Monday, July 21, 2014

Anti-Gay Christians Claim Employment Discrimiantio and "Persecution"




Never under estimate the hypocrisy and baldfaced lies of the "godly folk."  After virtually centuries of persecuting - and often murdering gays - these folks are whining and claiming that they are being persecuted and facing employment discrimination because employers don't allow them to bring their anti-gay animus to the workplace.  In their distorted reality, anything that lessens their ability to make life miserable for others is persecution.  Their selfishness and self-centered mindset are both amazing and frightening.  A piece in Slate looks at these disingenuous claims.  Here are highlights:


In America, LGBTQ people face persistent, systemic, widespread employment discrimination. Christians do not. In many states, LGBTQ people have no legal recourse to redress employment discrimination. Christians do—in every state in the country.

Given this set of facts, you might be surprised to see conservative Christians panicking that the country is entering an age of anti-Christian discrimination—they might even use the rather biblical-sounding term, persecution—in the workplace. But panic is precisely what coitus-obsessed anti-gay professor Robert P. George is inciting his conservative brethren to do. In a recent blog post, George described a survey reportedly sent out to JPMorgan Chase bank employees asking them whether they are:
1) A person with disabilities;
2) A person with children with disabilities;
3) A person with a spouse/domestic partner with disabilities;
4) A member of the LGBT community.
5) An ally of the LGBT community, but not personally identifying as LGBT.
Companies send out questionnaires like these all the time for benign and banal reasons: gauging diversity, benefits needs, mentorship programs, and so on. They’re utterly unremarkable and common to many workplaces—especially on Wall Street, a corporate leader in LGBTQ equality. Yet here is George’s apocalyptic interpretation:
The message to all employees is perfectly clear: You are expected to fall into line with the approved and required thinking. Nothing short of assent is acceptable. Silent dissent will no longer be permitted.
Conservative commentators quickly drew from George’s hysterical paranoia to whip up a brief news cycle of outrage. Breitbart's Austin Ruse—who once described gay people as “intrinsically disordered and abnormal”—penned a frenzied rant describing the questionnaire as an “LGBT loyalty test.” The collapsing and hypocritical National Organization for Marriage fundraised off of it, labeling the survey “tactics of intimidation.”
[T]he story plays right into a developing narrative on the far right: LGBTQ people, they insist, are the true oppressors, and conservative Christians an embattled, discriminated-against minority.

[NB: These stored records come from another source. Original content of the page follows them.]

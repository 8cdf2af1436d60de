#![allow(dead_code)]

use async_trait::async_trait;
use axum::extract::ConnectInfo;
use axum_test::TestServer;
use chrono::Utc;
use link_shortener::application::services::auth_service::hash_token;
use link_shortener::domain::click_event::ClickEvent;
use link_shortener::domain::entities::{
    Click, Link, LinkFilter, LinkSummary, NewClick, NewLink, Role,
};
use link_shortener::domain::repositories::{
    ApiToken, ClickRepository, LinkRepository, NewApiToken, TokenRepository,
};
use link_shortener::error::AppError;
use link_shortener::routes::{RouterOptions, router};
use link_shortener::state::{AppState, ServiceSettings};
use serde_json::json;
use std::net::SocketAddr;
use std::sync::{Arc, Mutex};
use std::time::Duration;
use tokio::sync::mpsc;
use tower::Layer;

pub const TEST_SIGNING_SECRET: &str = "test-signing-secret";
pub const TEST_BASE_URL: &str = "https://sho.rt";

pub const ALICE_TOKEN: &str = "alice-token";
pub const BOB_TOKEN: &str = "bob-token";
pub const ADMIN_TOKEN: &str = "admin-token";

// ─── In-memory link + click store ────────────────────────────────────────────

#[derive(Default)]
struct StoreInner {
    links: Vec<Link>,
    clicks: Vec<Click>,
    next_link_id: i64,
    next_click_id: i64,
}

/// Links and clicks in one place so deletes can cascade.
#[derive(Default)]
pub struct InMemoryStore {
    inner: Mutex<StoreInner>,
}

impl InMemoryStore {
    pub fn new() -> Arc<Self> {
        Arc::new(Self::default())
    }

    pub fn insert_link(&self, slug: &str, destination: &str, owner: &str) -> Link {
        let mut inner = self.inner.lock().unwrap();
        inner.next_link_id += 1;
        let link = Link::new(
            inner.next_link_id,
            slug.to_string(),
            destination.to_string(),
            owner.to_string(),
            Utc::now(),
        );
        inner.links.push(link.clone());
        link
    }

    pub fn insert_click(&self, link_id: i64, referrer: Option<&str>) {
        let mut inner = self.inner.lock().unwrap();
        inner.next_click_id += 1;
        let click = Click::new(
            inner.next_click_id,
            link_id,
            Utc::now(),
            "0".repeat(64),
            referrer.map(str::to_string),
        );
        inner.clicks.push(click);
    }

    pub fn links(&self) -> Vec<Link> {
        self.inner.lock().unwrap().links.clone()
    }

    pub fn clicks(&self) -> Vec<Click> {
        self.inner.lock().unwrap().clicks.clone()
    }

    fn matches(link: &Link, search: Option<&str>) -> bool {
        match search {
            None => true,
            Some(term) => {
                let term = term.to_lowercase();
                link.slug.to_lowercase().contains(&term)
                    || link.destination.to_lowercase().contains(&term)
            }
        }
    }
}

#[async_trait]
impl LinkRepository for InMemoryStore {
    async fn create(&self, new_link: NewLink) -> Result<Link, AppError> {
        let mut inner = self.inner.lock().unwrap();
        if inner.links.iter().any(|l| l.slug == new_link.slug) {
            return Err(AppError::conflict(
                "Unique constraint violation",
                json!({ "constraint": "links_slug_key" }),
            ));
        }

        inner.next_link_id += 1;
        let link = Link::new(
            inner.next_link_id,
            new_link.slug,
            new_link.destination,
            new_link.owner,
            Utc::now(),
        );
        inner.links.push(link.clone());
        Ok(link)
    }

    async fn find_by_id(&self, id: i64) -> Result<Option<Link>, AppError> {
        let inner = self.inner.lock().unwrap();
        Ok(inner.links.iter().find(|l| l.id == id).cloned())
    }

    async fn find_by_slug(&self, slug: &str) -> Result<Option<Link>, AppError> {
        let inner = self.inner.lock().unwrap();
        Ok(inner.links.iter().find(|l| l.slug == slug).cloned())
    }

    async fn exists_by_slug(&self, slug: &str) -> Result<bool, AppError> {
        let inner = self.inner.lock().unwrap();
        Ok(inner.links.iter().any(|l| l.slug == slug))
    }

    async fn list(&self, filter: LinkFilter) -> Result<Vec<LinkSummary>, AppError> {
        let inner = self.inner.lock().unwrap();

        let mut links: Vec<&Link> = inner
            .links
            .iter()
            .filter(|l| Self::matches(l, filter.search.as_deref()))
            .collect();
        links.sort_by(|a, b| b.created_at.cmp(&a.created_at).then(b.id.cmp(&a.id)));

        Ok(links
            .into_iter()
            .skip(filter.offset as usize)
            .take(filter.limit as usize)
            .map(|link| {
                let clicks: Vec<&Click> =
                    inner.clicks.iter().filter(|c| c.link_id == link.id).collect();
                LinkSummary {
                    link: link.clone(),
                    click_count: clicks.len() as i64,
                    last_click_at: clicks.iter().map(|c| c.clicked_at).max(),
                }
            })
            .collect())
    }

    async fn count(&self, search: Option<String>) -> Result<i64, AppError> {
        let inner = self.inner.lock().unwrap();
        Ok(inner
            .links
            .iter()
            .filter(|l| Self::matches(l, search.as_deref()))
            .count() as i64)
    }

    async fn update_destination(
        &self,
        id: i64,
        destination: String,
    ) -> Result<Option<Link>, AppError> {
        let mut inner = self.inner.lock().unwrap();
        Ok(inner.links.iter_mut().find(|l| l.id == id).map(|l| {
            l.destination = destination;
            l.updated_at = Utc::now();
            l.clone()
        }))
    }

    async fn delete(&self, id: i64) -> Result<bool, AppError> {
        let mut inner = self.inner.lock().unwrap();
        let before = inner.links.len();
        inner.links.retain(|l| l.id != id);
        inner.clicks.retain(|c| c.link_id != id);
        Ok(inner.links.len() < before)
    }
}

#[async_trait]
impl ClickRepository for InMemoryStore {
    async fn record_click(&self, new_click: NewClick) -> Result<Click, AppError> {
        let mut inner = self.inner.lock().unwrap();
        if !inner.links.iter().any(|l| l.id == new_click.link_id) {
            return Err(AppError::internal("Foreign key violation", json!({})));
        }

        inner.next_click_id += 1;
        let click = Click::new(
            inner.next_click_id,
            new_click.link_id,
            new_click.clicked_at,
            new_click.ip_hash,
            new_click.referrer,
        );
        inner.clicks.push(click.clone());
        Ok(click)
    }

    async fn count_for_link(&self, link_id: i64) -> Result<i64, AppError> {
        let inner = self.inner.lock().unwrap();
        Ok(inner.clicks.iter().filter(|c| c.link_id == link_id).count() as i64)
    }

    async fn recent_for_link(&self, link_id: i64, limit: i64) -> Result<Vec<Click>, AppError> {
        let inner = self.inner.lock().unwrap();
        let mut clicks: Vec<Click> = inner
            .clicks
            .iter()
            .filter(|c| c.link_id == link_id)
            .cloned()
            .collect();
        clicks.sort_by(|a, b| b.clicked_at.cmp(&a.clicked_at).then(b.id.cmp(&a.id)));
        clicks.truncate(limit as usize);
        Ok(clicks)
    }
}

/// Click store that is down: every write stalls, then fails.
pub struct UnavailableClicks {
    pub delay: Duration,
}

#[async_trait]
impl ClickRepository for UnavailableClicks {
    async fn record_click(&self, _new_click: NewClick) -> Result<Click, AppError> {
        tokio::time::sleep(self.delay).await;
        Err(unavailable())
    }

    async fn count_for_link(&self, _link_id: i64) -> Result<i64, AppError> {
        Err(unavailable())
    }

    async fn recent_for_link(&self, _link_id: i64, _limit: i64) -> Result<Vec<Click>, AppError> {
        Err(unavailable())
    }
}

/// Link store that rejects every call.
pub struct UnavailableLinks;

fn unavailable() -> AppError {
    AppError::internal("Database error", json!({}))
}

#[async_trait]
impl LinkRepository for UnavailableLinks {
    async fn create(&self, _new_link: NewLink) -> Result<Link, AppError> {
        Err(unavailable())
    }

    async fn find_by_id(&self, _id: i64) -> Result<Option<Link>, AppError> {
        Err(unavailable())
    }

    async fn find_by_slug(&self, _slug: &str) -> Result<Option<Link>, AppError> {
        Err(unavailable())
    }

    async fn exists_by_slug(&self, _slug: &str) -> Result<bool, AppError> {
        Err(unavailable())
    }

    async fn list(&self, _filter: LinkFilter) -> Result<Vec<LinkSummary>, AppError> {
        Err(unavailable())
    }

    async fn count(&self, _search: Option<String>) -> Result<i64, AppError> {
        Err(unavailable())
    }

    async fn update_destination(
        &self,
        _id: i64,
        _destination: String,
    ) -> Result<Option<Link>, AppError> {
        Err(unavailable())
    }

    async fn delete(&self, _id: i64) -> Result<bool, AppError> {
        Err(unavailable())
    }
}

// ─── In-memory tokens ────────────────────────────────────────────────────────

#[derive(Default)]
pub struct InMemoryTokens {
    tokens: Mutex<Vec<ApiToken>>,
}

impl InMemoryTokens {
    /// Store with `alice` and `bob` (members) and `root` (admin).
    pub fn seeded() -> Arc<Self> {
        let store = Self::default();
        store.add(ALICE_TOKEN, "alice", Role::Member);
        store.add(BOB_TOKEN, "bob", Role::Member);
        store.add(ADMIN_TOKEN, "root", Role::Admin);
        Arc::new(store)
    }

    pub fn add(&self, raw_token: &str, owner: &str, role: Role) {
        let mut tokens = self.tokens.lock().unwrap();
        let id = tokens.len() as i64 + 1;
        tokens.push(ApiToken {
            id,
            name: format!("{owner}-{id}"),
            token_hash: hash_token(TEST_SIGNING_SECRET, raw_token),
            owner: owner.to_string(),
            role,
            created_at: Utc::now(),
            last_used_at: None,
            revoked_at: None,
        });
    }
}

#[async_trait]
impl TokenRepository for InMemoryTokens {
    async fn find_active(&self, token_hash: &str) -> Result<Option<ApiToken>, AppError> {
        let tokens = self.tokens.lock().unwrap();
        Ok(tokens
            .iter()
            .find(|t| t.token_hash == token_hash && t.revoked_at.is_none())
            .cloned())
    }

    async fn update_last_used(&self, token_hash: &str) -> Result<(), AppError> {
        let mut tokens = self.tokens.lock().unwrap();
        if let Some(t) = tokens.iter_mut().find(|t| t.token_hash == token_hash) {
            t.last_used_at = Some(Utc::now());
        }
        Ok(())
    }

    async fn create_token(&self, new_token: NewApiToken) -> Result<ApiToken, AppError> {
        let mut tokens = self.tokens.lock().unwrap();
        let token = ApiToken {
            id: tokens.len() as i64 + 1,
            name: new_token.name,
            token_hash: new_token.token_hash,
            owner: new_token.owner,
            role: new_token.role,
            created_at: Utc::now(),
            last_used_at: None,
            revoked_at: None,
        };
        tokens.push(token.clone());
        Ok(token)
    }

    async fn list_tokens(&self) -> Result<Vec<ApiToken>, AppError> {
        Ok(self.tokens.lock().unwrap().clone())
    }

    async fn find_by_id(&self, id: i64) -> Result<Option<ApiToken>, AppError> {
        let tokens = self.tokens.lock().unwrap();
        Ok(tokens.iter().find(|t| t.id == id).cloned())
    }

    async fn find_by_name(&self, name: &str) -> Result<Option<ApiToken>, AppError> {
        let tokens = self.tokens.lock().unwrap();
        Ok(tokens.iter().find(|t| t.name == name).cloned())
    }

    async fn revoke_token(&self, id: i64) -> Result<(), AppError> {
        let mut tokens = self.tokens.lock().unwrap();
        match tokens.iter_mut().find(|t| t.id == id) {
            Some(t) => {
                t.revoked_at = Some(Utc::now());
                Ok(())
            }
            None => Err(AppError::not_found("Token not found", json!({ "id": id }))),
        }
    }
}

// ─── State and server ────────────────────────────────────────────────────────

pub fn test_settings() -> ServiceSettings {
    ServiceSettings {
        public_base_url: TEST_BASE_URL.to_string(),
        slug_length: 6,
        click_hash_secret: "test-click-secret".to_string(),
        token_signing_secret: TEST_SIGNING_SECRET.to_string(),
    }
}

pub fn create_test_state(
    store: Arc<InMemoryStore>,
    clicks: Arc<dyn ClickRepository>,
    queue_capacity: usize,
) -> (AppState, mpsc::Receiver<ClickEvent>) {
    let (tx, rx) = mpsc::channel(queue_capacity);

    let state = AppState::new(
        store,
        clicks,
        InMemoryTokens::seeded(),
        tx,
        test_settings(),
    );

    (state, rx)
}

/// Inserts a fixed peer address, as `into_make_service_with_connect_info` would.
#[derive(Clone)]
pub struct MockConnectInfoLayer;

impl<S> Layer<S> for MockConnectInfoLayer {
    type Service = MockConnectInfoService<S>;

    fn layer(&self, inner: S) -> Self::Service {
        MockConnectInfoService { inner }
    }
}

#[derive(Clone)]
pub struct MockConnectInfoService<S> {
    inner: S,
}

pub const TEST_PEER: &str = "127.0.0.1:12345";

impl<S, B> tower::Service<axum::http::Request<B>> for MockConnectInfoService<S>
where
    S: tower::Service<axum::http::Request<B>> + Clone + Send + 'static,
    S::Future: Send + 'static,
    B: Send + 'static,
{
    type Response = S::Response;
    type Error = S::Error;
    type Future = S::Future;

    fn poll_ready(
        &mut self,
        cx: &mut std::task::Context<'_>,
    ) -> std::task::Poll<Result<(), Self::Error>> {
        self.inner.poll_ready(cx)
    }

    fn call(&mut self, mut req: axum::http::Request<B>) -> Self::Future {
        let addr: SocketAddr = TEST_PEER.parse().unwrap();
        req.extensions_mut().insert(ConnectInfo(addr));
        self.inner.call(req)
    }
}

/// Full application router with a mocked peer address.
pub fn test_server(state: AppState) -> TestServer {
    let app = router(state, &RouterOptions::default()).layer(MockConnectInfoLayer);
    TestServer::new(app).unwrap()
}

/// Server over a fresh store whose click queue is returned for inspection.
pub fn make_app() -> (TestServer, Arc<InMemoryStore>, mpsc::Receiver<ClickEvent>) {
    let store = InMemoryStore::new();
    let (state, rx) = create_test_state(store.clone(), store.clone(), 100);
    (test_server(state), store, rx)
}

/// Waits until `store` holds `expected` clicks or the timeout elapses.
pub async fn wait_for_clicks(store: &InMemoryStore, expected: usize) -> Vec<Click> {
    for _ in 0..100 {
        let clicks = store.clicks();
        if clicks.len() >= expected {
            return clicks;
        }
        tokio::time::sleep(Duration::from_millis(10)).await;
    }
    store.clicks()
}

This persecution complex—which actually began long before the Brendan Eich controversy—is so asinine that I almost regret wasting space refuting it. But the fear needs a rebuttal, because, daft as it may be, it’s also dangerous. Recasting a tiny, historically despised minority as a covertly powerful conspiracy of puppeteers is a time-honored smear tactic used to vilify Jews and other disfavored demographics. 

Christians, who make up an overwhelming majority of the American populace, face no widespread discrimination in the workplace—instead, some are arguing for their own special right to discriminate against gay people with legal impunity.